**What you have to do**. Only those lines in the data below from the line containing "pub struct BookingService" through the line containing "request for therapist", both included, should be restated word for word.

══════════════════════════════

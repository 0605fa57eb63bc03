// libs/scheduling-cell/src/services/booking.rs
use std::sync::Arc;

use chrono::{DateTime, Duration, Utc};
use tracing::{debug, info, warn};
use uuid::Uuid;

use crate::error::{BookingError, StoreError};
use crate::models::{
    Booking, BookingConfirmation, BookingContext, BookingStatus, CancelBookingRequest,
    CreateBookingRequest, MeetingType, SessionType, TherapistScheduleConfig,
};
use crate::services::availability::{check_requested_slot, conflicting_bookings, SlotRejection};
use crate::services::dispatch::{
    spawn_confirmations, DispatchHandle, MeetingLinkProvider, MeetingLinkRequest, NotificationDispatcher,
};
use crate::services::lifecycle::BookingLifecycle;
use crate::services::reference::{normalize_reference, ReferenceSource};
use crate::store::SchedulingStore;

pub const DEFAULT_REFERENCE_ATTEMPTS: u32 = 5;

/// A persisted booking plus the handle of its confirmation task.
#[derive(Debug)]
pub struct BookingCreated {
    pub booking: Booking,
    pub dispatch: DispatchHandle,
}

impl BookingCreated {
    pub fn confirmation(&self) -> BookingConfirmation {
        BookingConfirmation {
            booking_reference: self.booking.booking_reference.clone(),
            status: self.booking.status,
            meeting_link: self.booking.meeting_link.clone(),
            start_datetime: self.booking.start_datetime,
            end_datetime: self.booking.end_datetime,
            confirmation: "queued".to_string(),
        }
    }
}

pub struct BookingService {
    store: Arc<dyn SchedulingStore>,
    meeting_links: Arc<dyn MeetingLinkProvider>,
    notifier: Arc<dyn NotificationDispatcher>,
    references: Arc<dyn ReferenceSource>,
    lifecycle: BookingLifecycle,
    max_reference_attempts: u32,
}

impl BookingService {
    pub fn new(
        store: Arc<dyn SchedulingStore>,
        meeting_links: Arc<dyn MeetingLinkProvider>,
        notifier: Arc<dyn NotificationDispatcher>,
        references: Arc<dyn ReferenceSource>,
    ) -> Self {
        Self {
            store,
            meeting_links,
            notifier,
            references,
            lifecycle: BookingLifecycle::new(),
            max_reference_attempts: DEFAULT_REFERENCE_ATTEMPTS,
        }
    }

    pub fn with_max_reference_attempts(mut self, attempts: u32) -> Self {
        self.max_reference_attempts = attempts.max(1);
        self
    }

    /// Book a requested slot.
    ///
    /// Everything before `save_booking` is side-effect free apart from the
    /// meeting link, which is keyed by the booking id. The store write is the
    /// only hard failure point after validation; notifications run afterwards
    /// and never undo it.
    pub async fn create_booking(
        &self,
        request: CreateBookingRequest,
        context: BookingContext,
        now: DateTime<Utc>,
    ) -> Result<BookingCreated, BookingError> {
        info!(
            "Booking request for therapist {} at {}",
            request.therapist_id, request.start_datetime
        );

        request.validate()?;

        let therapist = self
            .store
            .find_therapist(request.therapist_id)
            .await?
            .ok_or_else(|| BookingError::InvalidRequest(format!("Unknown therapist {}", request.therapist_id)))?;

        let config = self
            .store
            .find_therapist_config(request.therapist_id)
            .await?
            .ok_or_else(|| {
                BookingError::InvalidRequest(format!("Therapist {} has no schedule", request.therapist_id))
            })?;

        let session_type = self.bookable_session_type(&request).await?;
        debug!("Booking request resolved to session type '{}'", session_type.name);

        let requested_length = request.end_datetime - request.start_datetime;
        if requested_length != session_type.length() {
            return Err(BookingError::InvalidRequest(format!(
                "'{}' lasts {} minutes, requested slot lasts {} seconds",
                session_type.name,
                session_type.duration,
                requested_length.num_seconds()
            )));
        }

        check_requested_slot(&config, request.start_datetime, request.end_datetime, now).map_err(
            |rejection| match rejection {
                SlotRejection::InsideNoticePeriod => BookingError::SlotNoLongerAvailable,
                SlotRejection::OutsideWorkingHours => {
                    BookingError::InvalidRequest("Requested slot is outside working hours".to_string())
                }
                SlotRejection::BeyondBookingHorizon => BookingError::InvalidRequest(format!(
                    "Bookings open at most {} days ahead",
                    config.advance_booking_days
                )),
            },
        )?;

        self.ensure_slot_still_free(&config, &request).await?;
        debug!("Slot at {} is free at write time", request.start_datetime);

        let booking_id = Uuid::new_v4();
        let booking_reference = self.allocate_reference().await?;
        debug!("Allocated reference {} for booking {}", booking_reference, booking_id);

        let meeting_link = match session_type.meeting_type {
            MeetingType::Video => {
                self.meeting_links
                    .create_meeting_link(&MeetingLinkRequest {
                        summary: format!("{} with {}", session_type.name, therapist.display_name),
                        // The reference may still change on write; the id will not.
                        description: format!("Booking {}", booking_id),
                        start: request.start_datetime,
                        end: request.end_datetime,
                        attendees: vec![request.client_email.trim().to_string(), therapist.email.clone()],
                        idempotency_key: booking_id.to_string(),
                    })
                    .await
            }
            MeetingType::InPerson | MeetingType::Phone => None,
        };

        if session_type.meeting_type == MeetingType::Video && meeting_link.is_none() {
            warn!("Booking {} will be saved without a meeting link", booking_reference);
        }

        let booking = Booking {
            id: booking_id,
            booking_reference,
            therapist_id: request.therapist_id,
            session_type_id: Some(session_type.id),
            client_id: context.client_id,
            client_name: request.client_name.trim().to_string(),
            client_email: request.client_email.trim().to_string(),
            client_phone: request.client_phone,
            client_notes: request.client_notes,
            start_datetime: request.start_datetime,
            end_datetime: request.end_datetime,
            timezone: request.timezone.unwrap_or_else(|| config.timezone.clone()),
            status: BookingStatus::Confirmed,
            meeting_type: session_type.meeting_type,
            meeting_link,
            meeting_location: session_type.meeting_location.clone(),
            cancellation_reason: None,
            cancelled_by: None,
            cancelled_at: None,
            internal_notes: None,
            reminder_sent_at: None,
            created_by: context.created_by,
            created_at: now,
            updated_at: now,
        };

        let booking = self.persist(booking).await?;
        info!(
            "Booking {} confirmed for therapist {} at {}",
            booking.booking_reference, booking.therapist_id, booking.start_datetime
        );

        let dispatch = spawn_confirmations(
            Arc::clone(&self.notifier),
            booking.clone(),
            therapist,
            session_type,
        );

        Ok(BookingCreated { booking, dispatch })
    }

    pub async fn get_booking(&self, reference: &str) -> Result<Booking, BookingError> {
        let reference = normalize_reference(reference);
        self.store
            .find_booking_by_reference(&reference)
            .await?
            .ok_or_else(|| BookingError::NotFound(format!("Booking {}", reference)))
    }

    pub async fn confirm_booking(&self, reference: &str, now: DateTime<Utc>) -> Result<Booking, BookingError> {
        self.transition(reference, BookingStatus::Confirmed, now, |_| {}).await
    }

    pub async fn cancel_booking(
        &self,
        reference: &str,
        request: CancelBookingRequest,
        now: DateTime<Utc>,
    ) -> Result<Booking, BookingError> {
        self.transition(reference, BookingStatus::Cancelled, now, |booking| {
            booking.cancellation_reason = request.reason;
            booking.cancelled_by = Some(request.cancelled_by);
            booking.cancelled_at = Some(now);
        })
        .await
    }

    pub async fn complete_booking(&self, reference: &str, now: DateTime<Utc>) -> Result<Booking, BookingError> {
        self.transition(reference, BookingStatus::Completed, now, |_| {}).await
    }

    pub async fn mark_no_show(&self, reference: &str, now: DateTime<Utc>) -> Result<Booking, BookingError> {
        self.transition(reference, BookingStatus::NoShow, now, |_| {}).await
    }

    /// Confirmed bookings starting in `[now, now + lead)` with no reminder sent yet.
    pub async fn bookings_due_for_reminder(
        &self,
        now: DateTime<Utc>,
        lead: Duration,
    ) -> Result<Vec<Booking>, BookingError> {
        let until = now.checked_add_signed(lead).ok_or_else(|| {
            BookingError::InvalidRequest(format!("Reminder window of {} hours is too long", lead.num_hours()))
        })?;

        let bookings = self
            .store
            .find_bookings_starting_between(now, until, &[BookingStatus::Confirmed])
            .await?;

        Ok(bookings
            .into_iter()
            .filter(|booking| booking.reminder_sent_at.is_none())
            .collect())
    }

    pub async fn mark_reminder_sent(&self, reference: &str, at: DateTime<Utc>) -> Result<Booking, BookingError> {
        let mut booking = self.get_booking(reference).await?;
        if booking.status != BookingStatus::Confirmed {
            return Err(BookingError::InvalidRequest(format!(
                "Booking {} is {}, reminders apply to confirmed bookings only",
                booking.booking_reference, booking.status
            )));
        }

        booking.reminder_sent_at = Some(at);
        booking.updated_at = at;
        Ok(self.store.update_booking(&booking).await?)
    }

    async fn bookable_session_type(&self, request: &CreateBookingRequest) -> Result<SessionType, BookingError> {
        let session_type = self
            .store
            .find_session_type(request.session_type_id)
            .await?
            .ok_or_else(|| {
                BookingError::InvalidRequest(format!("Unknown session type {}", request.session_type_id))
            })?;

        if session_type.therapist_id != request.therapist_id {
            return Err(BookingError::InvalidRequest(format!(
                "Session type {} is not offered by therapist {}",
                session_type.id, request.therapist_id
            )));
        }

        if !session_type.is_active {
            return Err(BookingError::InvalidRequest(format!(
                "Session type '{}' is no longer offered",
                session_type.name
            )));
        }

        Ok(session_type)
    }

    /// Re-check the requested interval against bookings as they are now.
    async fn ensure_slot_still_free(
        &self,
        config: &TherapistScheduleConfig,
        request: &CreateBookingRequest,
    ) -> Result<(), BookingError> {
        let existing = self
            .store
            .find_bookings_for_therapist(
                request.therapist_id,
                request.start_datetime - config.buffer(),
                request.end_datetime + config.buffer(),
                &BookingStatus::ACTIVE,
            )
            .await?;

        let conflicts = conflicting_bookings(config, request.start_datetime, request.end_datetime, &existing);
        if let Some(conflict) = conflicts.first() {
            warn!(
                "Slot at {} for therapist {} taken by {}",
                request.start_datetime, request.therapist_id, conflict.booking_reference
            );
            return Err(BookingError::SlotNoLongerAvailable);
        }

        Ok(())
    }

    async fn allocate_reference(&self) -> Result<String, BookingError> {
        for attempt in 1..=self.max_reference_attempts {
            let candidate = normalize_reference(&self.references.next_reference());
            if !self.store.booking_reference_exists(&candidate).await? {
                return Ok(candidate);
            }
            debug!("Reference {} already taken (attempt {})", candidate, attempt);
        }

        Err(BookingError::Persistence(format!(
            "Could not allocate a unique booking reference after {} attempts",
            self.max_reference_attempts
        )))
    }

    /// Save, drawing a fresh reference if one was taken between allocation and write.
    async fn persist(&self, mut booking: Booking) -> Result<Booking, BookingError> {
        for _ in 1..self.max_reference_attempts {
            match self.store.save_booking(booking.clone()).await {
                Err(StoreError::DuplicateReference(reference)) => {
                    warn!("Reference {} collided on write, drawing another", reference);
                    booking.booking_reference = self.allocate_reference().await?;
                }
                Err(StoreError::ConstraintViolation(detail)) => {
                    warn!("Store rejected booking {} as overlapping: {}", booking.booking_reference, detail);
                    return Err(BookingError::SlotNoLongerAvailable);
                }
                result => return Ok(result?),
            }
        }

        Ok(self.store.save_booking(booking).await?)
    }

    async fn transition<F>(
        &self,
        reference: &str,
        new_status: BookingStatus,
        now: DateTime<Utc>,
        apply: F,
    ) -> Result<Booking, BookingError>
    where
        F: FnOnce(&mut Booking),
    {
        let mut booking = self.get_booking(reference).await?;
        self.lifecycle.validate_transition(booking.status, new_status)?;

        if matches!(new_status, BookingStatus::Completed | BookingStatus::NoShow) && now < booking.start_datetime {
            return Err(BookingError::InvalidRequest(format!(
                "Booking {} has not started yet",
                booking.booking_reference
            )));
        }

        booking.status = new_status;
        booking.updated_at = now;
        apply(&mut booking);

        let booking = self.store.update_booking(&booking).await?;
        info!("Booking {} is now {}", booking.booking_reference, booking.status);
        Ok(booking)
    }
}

══════════════════════════════

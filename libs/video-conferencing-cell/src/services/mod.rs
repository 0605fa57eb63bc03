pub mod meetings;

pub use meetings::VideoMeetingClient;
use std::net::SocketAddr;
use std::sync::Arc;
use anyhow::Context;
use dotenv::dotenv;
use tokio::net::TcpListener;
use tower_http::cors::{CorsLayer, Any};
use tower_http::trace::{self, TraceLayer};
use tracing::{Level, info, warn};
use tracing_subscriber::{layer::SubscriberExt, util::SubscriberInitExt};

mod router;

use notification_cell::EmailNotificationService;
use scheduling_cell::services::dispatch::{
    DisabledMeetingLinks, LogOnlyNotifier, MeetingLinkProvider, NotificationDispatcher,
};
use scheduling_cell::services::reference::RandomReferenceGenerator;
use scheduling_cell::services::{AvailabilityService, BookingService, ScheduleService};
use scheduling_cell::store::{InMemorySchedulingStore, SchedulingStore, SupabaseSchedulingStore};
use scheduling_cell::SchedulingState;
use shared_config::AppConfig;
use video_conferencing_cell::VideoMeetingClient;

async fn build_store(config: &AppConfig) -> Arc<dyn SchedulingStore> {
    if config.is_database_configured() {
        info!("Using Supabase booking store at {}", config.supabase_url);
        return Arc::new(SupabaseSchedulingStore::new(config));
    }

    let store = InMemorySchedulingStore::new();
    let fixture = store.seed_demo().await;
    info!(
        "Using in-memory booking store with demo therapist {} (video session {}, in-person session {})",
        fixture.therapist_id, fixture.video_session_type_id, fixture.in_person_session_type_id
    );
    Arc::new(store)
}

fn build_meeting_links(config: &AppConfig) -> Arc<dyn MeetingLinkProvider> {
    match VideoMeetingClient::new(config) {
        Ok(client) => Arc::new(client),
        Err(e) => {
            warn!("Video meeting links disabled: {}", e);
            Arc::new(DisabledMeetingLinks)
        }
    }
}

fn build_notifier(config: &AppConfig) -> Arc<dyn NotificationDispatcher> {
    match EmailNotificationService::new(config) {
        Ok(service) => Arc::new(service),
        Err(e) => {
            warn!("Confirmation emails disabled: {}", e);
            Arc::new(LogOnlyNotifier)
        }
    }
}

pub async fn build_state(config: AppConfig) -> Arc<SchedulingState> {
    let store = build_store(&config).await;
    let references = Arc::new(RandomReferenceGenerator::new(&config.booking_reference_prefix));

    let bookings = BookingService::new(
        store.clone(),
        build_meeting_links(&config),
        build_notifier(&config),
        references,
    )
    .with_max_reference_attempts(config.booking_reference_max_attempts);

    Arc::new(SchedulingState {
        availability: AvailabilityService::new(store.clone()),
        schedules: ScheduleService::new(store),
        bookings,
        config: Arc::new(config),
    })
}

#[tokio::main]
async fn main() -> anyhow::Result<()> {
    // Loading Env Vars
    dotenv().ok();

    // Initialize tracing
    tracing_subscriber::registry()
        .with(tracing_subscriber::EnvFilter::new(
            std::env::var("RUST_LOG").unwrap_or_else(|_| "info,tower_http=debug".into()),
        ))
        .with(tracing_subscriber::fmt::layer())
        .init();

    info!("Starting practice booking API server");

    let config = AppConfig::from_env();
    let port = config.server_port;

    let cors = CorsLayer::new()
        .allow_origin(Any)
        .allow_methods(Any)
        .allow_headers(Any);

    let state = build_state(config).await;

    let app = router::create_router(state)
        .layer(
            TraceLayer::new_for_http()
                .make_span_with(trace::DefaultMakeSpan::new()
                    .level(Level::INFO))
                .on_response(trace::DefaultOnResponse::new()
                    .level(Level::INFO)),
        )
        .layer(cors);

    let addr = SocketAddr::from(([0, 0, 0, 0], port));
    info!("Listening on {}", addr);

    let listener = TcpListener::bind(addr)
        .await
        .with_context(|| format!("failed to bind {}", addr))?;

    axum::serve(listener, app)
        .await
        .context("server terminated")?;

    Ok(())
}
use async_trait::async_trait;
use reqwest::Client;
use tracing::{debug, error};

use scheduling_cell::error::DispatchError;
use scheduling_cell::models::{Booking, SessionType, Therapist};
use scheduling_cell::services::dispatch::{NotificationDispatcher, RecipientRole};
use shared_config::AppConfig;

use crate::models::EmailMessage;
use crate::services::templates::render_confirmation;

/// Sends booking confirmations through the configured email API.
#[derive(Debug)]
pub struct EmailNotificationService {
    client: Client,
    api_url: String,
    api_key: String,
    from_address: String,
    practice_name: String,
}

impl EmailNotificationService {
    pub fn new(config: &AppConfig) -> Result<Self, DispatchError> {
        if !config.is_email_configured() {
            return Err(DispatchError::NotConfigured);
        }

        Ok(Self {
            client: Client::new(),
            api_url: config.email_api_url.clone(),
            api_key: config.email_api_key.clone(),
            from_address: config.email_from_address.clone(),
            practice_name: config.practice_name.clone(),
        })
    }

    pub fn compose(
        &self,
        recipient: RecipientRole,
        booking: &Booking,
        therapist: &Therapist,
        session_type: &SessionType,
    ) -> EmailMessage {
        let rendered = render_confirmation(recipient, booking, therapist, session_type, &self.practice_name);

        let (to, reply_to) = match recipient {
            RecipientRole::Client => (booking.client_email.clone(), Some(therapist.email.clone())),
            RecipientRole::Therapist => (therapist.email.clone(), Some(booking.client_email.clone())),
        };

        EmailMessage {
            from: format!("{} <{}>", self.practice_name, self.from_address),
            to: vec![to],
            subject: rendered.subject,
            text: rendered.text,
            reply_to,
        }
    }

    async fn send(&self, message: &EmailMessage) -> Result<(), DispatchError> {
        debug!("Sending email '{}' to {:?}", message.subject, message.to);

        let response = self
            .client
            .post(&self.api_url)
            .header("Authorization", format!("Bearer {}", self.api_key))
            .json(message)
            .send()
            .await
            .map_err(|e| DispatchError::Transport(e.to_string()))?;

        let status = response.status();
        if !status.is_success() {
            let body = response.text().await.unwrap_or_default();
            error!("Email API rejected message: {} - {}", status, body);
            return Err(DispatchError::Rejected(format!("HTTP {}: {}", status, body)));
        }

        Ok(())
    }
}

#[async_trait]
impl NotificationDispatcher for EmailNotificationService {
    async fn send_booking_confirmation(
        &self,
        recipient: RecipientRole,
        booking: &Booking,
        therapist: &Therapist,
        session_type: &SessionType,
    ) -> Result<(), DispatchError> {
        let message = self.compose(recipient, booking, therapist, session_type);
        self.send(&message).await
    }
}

══════════════════════════════

**Answer below**.
pub struct BookingService {
    store: Arc<dyn SchedulingStore>,
    meeting_links: Arc<dyn MeetingLinkProvider>,
    notifier: Arc<dyn NotificationDispatcher>,
    references: Arc<dyn ReferenceSource>,
    lifecycle: BookingLifecycle,
    max_reference_attempts: u32,
}

impl BookingService {
    pub fn new(
        store: Arc<dyn SchedulingStore>,
        meeting_links: Arc<dyn MeetingLinkProvider>,
        notifier: Arc<dyn NotificationDispatcher>,
        references: Arc<dyn ReferenceSource>,
    ) -> Self {
        Self {
            store,
            meeting_links,
            notifier,
            references,
            lifecycle: BookingLifecycle::new(),
            max_reference_attempts: DEFAULT_REFERENCE_ATTEMPTS,
        }
    }

    pub fn with_max_reference_attempts(mut self, attempts: u32) -> Self {
        self.max_reference_attempts = attempts.max(1);
        self
    }

    /// Book a requested slot.
    ///
    /// Everything before `save_booking` is side-effect free apart from the
    /// meeting link, which is keyed by the booking id. The store write is the
    /// only hard failure point after validation; notifications run afterwards
    /// and never undo it.
    pub async fn create_booking(
        &self,
        request: CreateBookingRequest,
        context: BookingContext,
        now: DateTime<Utc>,
    ) -> Result<BookingCreated, BookingError> {
        info!(
            "Booking request for therapist {} at {}",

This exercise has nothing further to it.